Lauren and I have a friend who, in his mid-twenties, found himself legally powerless to make decisions for his unconscious fiancée while she fought for her life in the ICU. (Get your fucking flu shot, people.)

Your aging relatives need to update their wills now, today, to arrange for such drastic emergencies while they’re still hale and hearty. Because by the time they’re hospitalized with pneumonia, it’ll be too late. And then you, their next of kin, will be dealing with a legal nightmare on top of worrying about your loved one.

Here’s our how-to on the paperwork:

Starting the conversation

If you’re worried about the mortifying prospect of such a heavy conversation, here’s a short script to help. Just say:

“Hey Auntie. I’ve been reading a lot about personal finance recently, and it’s got me thinking about our family’s future. I want to make sure you guys have everything you need to enjoy a long and comfortable retirement. Let’s schedule a time this week when the three of us can talk about your retirement plan and go over some details. This way when the time comes I’ll be prepared and none of us will need to stress out about it.”

They’ll be touched by your thoughtfulness and impressed by your adultiness. Plus, they’ll be ecstatic you want to spend time with them. And if they’re not all of those things, then you’ll know you have every reason to dig deeper.

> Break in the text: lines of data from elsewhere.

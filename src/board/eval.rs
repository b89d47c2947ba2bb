//! Static board evaluation: material plus piece-square bonuses.

use super::types::{Color, PieceType, Square};
use super::Board;

/// Base score of a delivered checkmate; the remaining search depth is added
/// so that nearer mates score higher.
pub(crate) const MATE_SCORE: i32 = 1_000_000;

/// Positional bonus tables, one per piece type, from White's perspective
/// with index 0 = a8. Black mirrors vertically.
#[rustfmt::skip]
const POSITION_BONUS: [[i32; 64]; 6] = [
    // Pawn
    [
          0,   0,   0,   0,   0,   0,   0,   0,
         50,  50,  50,  50,  50,  50,  50,  50,
         10,  10,  20,  30,  30,  20,  10,  10,
          5,   5,  10,  25,  25,  10,   5,   5,
          0,   0,   0,  20,  20,   0,   0,   0,
          5,  -5, -10,   0,   0, -10,  -5,   5,
          5,  10,  10, -20, -20,  10,  10,   5,
          0,   0,   0,   0,   0,   0,   0,   0,
    ],
    // Knight
    [
        -50, -40, -30, -30, -30, -30, -40, -50,
        -40, -20,   0,   0,   0,   0, -20, -40,
        -30,   0,  10,  15,  15,  10,   0, -30,
        -30,   5,  15,  20,  20,  15,   5, -30,
        -30,   0,  15,  20,  20,  15,   0, -30,
        -30,   5,  10,  15,  15,  10,   5, -30,
        -40, -20,   0,   5,   5,   0, -20, -40,
        -50, -40, -30, -30, -30, -30, -40, -50,
    ],
    // Bishop
    [
        -20, -10, -10, -10, -10, -10, -10, -20,
        -10,   0,   0,   0,   0,   0,   0, -10,
        -10,   0,   5,  10,  10,   5,   0, -10,
        -10,   5,   5,  10,  10,   5,   5, -10,
        -10,   0,  10,  10,  10,  10,   0, -10,
        -10,  10,  10,  10,  10,  10,  10, -10,
        -10,   5,   0,   0,   0,   0,   5, -10,
        -20, -10, -10, -10, -10, -10, -10, -20,
    ],
    // Rook
    [
          0,   0,   0,   0,   0,   0,   0,   0,
          5,  10,  10,  10,  10,  10,  10,   5,
         -5,   0,   0,   0,   0,   0,   0,  -5,
         -5,   0,   0,   0,   0,   0,   0,  -5,
         -5,   0,   0,   0,   0,   0,   0,  -5,
         -5,   0,   0,   0,   0,   0,   0,  -5,
         -5,   0,   0,   0,   0,   0,   0,  -5,
          0,   0,   0,   5,   5,   0,   0,   0,
    ],
    // Queen
    [
        -20, -10, -10,  -5,  -5, -10, -10, -20,
        -10,   0,   0,   0,   0,   0,   0, -10,
        -10,   0,   5,   5,   5,   5,   0, -10,
         -5,   0,   5,   5,   5,   5,   0,  -5,
          0,   0,   5,   5,   5,   5,   0,  -5,
        -10,   5,   5,   5,   5,   5,   0, -10,
        -10,   0,   5,   0,   0,   0,   0, -10,
        -20, -10, -10,  -5,  -5, -10, -10, -20,
    ],
    // King
    [
        -30, -40, -40, -50, -50, -40, -40, -30,
        -30, -40, -40, -50, -50, -40, -40, -30,
        -30, -40, -40, -50, -50, -40, -40, -30,
        -30, -40, -40, -50, -50, -40, -40, -30,
        -20, -30, -30, -40, -40, -30, -30, -20,
        -10, -20, -20, -20, -20, -20, -20, -10,
         20,  20,   0,   0,   0,   0,  20,  20,
         20,  30,  10,   0,   0,  10,  30,  20,
    ],
];

impl Color {
    /// Positional bonus for a piece of `kind` standing on `square`, from
    /// this side's own frame of reference.
    pub(crate) fn bonus(self, kind: PieceType, square: Square) -> i32 {
        let index = match self {
            Color::White => square.index(),
            Color::Black => (7 - square.row()) * 8 + square.column(),
        };
        POSITION_BONUS[kind.index()][index]
    }
}

/// Deterministic scoring of a board position. White maximizes, Black
/// minimizes; the sign convention is absolute, not side-to-move relative.
pub trait BoardEvaluator {
    /// Score `board`; `depth` is the remaining search depth, used to prefer
    /// faster mates.
    fn evaluate(&self, board: &Board, depth: u32) -> i32;
}

/// Material sum plus positional bonuses, saturating to mate scores for
/// terminal positions. Stalemate scores as a draw.
#[derive(Clone, Copy, Debug, Default)]
pub struct StandardEvaluator;

impl BoardEvaluator for StandardEvaluator {
    fn evaluate(&self, board: &Board, depth: u32) -> i32 {
        let player = board.current_player();
        if player.is_in_checkmate(board) {
            return match player.color() {
                Color::White => -(MATE_SCORE + depth as i32),
                Color::Black => MATE_SCORE + depth as i32,
            };
        }
        if player.is_in_stalemate(board) {
            return 0;
        }
        side_score(board, Color::White) - side_score(board, Color::Black)
    }
}

fn side_score(board: &Board, color: Color) -> i32 {
    board
        .active_pieces(color)
        .iter()
        .map(|piece| piece.kind().value() + color.bonus(piece.kind(), piece.square()))
        .sum()
}

#[cfg(test)]
mod tests {
    use super::*;
    use crate::board::Board;

    #[test]
    fn test_standard_position_is_balanced() {
        let board = Board::standard();
        assert_eq!(StandardEvaluator.evaluate(&board, 0), 0);
    }

    #[test]
    fn test_bonus_is_mirrored() {
        let e2 = Square::from_algebraic("e2").unwrap();
        let e7 = Square::from_algebraic("e7").unwrap();
        assert_eq!(
            Color::White.bonus(PieceType::Pawn, e2),
            Color::Black.bonus(PieceType::Pawn, e7)
        );
        let g1 = Square::from_algebraic("g1").unwrap();
        let g8 = Square::from_algebraic("g8").unwrap();
        assert_eq!(
            Color::White.bonus(PieceType::King, g1),
            Color::Black.bonus(PieceType::King, g8)
        );
    }

    #[test]
    fn test_material_advantage_shows() {
        // Standard position without Black's queen.
        let board = Board::standard();
        let mut builder = crate::board::BoardBuilder::new();
        for piece in board.all_pieces() {
            if piece.kind() == PieceType::Queen && piece.color() == Color::Black {
                continue;
            }
            builder = builder.piece(piece);
        }
        let board = builder.move_maker(Color::White).build();
        let score = StandardEvaluator.evaluate(&board, 0);
        assert!(score > 800, "expected a queen-sized edge, got {score}");
    }
}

An earlier version of this article came out in June, 2016.

5 thoughts to “You Need to Talk to Your Parents About Their Retirement Plan”

  1. I discussed plans with my parents and they are set. I brought it up, because they help my siblings out, a but of money here or there, groceries etc. I wanted to know that things were set so it wouldn’t become my responsibility. I mean would you really refuse to buy your brother or sister a $0.50 thing of pasta or a $1.00 jar of spaghetti sauce? Turns out we’re good. 🙂

    1. What a relief! And I hear you on the siblings thing. I barely touched on that in this article, but it can be super awkward to feel responsible for people who are supposed to be your peers when your parents pass on.
      Thanks for reading! <3

  2. I definitely agree with the part where you mentioned that knowing my parents can peacefully retire can give me a never-ending peace of mind. We don’t really talk about our finances in the family except when one is in need of help, and these matters are considered serious to us. Still, it might be better to discuss things as early as now since none of my siblings will be living with my parents and I’ll surely ask them what they think about moving to a retirement home.

  3. Thankfully being in the personal finance industry, I had this conversation about 8 years ago. It’s very true that many if not most are completely in the dark about their parents readiness for retirement, or even their current financial affairs. Some peers have approached their parents to help buy a home in this era, only to find out the parents had a second mortgage on their own home just to pay off debts, get by, or help that person graduate debt free! A silver lining though is the younger generation is much more comfortable asking and being transparent about money.